[Task item]: Return each line of the data below that contains the string "PosterElementType".

------------------------------------------------

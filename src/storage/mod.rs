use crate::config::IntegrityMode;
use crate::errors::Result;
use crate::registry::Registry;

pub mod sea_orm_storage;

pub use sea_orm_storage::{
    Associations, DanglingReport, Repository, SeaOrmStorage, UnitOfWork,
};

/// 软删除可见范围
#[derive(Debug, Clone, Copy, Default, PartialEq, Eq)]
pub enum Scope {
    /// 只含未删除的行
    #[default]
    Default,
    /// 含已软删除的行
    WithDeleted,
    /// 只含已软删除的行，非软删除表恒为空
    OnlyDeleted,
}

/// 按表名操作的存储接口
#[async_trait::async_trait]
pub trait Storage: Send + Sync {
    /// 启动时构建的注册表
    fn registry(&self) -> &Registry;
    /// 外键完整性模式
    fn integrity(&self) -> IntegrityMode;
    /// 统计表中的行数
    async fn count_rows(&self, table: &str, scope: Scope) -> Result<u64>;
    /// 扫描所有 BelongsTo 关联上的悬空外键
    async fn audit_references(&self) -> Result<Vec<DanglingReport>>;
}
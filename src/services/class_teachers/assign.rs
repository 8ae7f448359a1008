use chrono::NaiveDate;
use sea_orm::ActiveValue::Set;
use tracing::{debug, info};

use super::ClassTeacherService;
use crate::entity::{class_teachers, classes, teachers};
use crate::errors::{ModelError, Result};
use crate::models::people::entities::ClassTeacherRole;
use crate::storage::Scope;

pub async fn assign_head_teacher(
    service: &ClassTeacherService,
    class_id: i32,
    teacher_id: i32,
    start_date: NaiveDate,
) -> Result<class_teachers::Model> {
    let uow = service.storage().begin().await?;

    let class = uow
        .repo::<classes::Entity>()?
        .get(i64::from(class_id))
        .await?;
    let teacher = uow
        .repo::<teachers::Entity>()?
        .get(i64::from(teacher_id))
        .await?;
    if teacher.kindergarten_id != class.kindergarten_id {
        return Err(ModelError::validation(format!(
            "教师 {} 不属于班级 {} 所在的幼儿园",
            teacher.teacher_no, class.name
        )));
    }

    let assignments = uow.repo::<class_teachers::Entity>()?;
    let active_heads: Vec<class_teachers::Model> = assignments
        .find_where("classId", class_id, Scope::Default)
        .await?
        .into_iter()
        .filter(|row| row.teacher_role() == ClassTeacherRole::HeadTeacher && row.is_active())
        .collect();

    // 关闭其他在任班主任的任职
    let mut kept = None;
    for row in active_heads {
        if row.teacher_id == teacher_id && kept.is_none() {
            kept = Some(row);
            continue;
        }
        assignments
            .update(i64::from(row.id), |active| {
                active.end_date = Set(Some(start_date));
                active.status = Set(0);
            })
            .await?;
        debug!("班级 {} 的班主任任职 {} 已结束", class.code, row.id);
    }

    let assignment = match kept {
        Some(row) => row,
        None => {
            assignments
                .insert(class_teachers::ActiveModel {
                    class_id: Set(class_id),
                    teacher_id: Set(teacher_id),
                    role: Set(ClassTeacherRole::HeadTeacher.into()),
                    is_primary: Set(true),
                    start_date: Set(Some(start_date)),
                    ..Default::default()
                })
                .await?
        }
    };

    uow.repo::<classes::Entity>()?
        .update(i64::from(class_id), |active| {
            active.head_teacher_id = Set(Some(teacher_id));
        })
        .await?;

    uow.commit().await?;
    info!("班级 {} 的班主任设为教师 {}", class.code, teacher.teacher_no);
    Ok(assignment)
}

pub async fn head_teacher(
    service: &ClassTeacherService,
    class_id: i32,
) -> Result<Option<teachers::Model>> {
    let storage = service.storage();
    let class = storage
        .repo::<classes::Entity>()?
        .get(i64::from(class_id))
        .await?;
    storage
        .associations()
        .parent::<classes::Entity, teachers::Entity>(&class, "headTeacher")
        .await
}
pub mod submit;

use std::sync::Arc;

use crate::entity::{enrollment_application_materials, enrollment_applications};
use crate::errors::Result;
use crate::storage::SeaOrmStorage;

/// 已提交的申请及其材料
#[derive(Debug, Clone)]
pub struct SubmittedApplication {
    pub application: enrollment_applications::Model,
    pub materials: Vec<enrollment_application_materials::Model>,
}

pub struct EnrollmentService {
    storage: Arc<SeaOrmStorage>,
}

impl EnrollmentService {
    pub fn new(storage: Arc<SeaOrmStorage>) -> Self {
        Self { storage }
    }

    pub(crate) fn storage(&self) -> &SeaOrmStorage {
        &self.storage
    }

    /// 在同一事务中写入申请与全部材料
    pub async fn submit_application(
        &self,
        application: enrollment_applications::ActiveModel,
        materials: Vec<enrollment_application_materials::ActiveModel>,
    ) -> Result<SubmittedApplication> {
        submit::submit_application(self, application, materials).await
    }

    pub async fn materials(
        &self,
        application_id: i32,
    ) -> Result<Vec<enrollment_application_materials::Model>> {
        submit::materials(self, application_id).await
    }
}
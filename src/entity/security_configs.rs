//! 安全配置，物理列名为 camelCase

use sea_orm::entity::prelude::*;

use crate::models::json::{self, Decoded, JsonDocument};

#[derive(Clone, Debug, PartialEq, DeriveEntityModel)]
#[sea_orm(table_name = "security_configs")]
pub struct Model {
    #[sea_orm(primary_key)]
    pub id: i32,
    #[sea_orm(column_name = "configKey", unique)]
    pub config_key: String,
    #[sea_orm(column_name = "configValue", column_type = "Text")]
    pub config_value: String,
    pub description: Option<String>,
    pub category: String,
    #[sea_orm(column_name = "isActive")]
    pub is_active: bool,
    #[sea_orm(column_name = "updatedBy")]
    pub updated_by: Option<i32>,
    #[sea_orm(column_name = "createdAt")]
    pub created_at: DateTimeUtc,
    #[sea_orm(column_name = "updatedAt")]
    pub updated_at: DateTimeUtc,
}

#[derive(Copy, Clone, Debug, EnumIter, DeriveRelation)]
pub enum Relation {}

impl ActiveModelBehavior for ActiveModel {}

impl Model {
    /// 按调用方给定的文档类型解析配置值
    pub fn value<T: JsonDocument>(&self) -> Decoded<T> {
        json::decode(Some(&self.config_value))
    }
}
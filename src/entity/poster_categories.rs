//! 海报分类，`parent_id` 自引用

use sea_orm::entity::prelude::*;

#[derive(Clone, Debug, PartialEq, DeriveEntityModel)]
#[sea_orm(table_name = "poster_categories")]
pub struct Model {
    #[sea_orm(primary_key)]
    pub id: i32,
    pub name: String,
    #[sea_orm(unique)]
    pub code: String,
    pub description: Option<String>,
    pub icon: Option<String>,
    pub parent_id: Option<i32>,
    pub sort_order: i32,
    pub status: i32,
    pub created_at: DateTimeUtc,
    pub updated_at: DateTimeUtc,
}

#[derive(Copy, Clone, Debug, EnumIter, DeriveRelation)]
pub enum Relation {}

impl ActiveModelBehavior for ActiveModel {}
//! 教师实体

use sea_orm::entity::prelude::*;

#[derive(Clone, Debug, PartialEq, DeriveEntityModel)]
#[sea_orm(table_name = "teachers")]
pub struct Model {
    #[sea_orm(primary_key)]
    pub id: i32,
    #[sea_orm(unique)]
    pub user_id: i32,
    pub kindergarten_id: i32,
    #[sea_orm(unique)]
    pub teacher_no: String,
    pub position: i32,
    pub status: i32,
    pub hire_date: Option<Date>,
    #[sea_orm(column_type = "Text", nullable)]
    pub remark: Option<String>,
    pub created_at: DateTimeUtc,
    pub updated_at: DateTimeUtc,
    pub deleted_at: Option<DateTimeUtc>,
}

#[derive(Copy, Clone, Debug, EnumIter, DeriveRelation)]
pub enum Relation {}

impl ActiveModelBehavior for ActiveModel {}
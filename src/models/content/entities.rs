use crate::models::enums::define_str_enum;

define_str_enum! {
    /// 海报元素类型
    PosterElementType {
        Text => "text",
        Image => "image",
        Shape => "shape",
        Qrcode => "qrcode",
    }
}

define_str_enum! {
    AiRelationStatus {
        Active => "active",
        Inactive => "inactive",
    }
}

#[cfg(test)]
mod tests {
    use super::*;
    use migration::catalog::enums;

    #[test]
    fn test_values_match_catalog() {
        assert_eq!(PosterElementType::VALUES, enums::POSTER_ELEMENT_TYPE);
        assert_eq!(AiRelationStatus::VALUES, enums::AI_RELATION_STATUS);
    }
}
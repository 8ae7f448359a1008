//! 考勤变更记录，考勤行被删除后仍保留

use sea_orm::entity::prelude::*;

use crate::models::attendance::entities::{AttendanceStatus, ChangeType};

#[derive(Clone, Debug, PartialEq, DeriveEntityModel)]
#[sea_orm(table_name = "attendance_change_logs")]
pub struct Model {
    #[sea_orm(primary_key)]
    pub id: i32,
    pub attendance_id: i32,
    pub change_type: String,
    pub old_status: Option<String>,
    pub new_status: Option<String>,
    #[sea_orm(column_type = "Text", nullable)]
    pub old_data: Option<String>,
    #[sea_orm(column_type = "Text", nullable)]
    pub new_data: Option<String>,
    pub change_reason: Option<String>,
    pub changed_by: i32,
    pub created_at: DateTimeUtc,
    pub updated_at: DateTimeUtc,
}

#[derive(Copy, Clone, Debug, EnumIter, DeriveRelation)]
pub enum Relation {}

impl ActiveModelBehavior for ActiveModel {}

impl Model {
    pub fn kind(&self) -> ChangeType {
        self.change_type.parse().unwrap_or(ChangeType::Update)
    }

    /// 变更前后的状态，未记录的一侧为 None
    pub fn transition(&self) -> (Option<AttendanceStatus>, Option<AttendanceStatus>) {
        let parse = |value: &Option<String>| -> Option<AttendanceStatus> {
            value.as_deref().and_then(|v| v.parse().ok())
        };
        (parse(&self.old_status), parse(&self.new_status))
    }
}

------------------------------------------------

[Output below]:
    PosterElementType {
        assert_eq!(PosterElementType::VALUES, enums::POSTER_ELEMENT_TYPE);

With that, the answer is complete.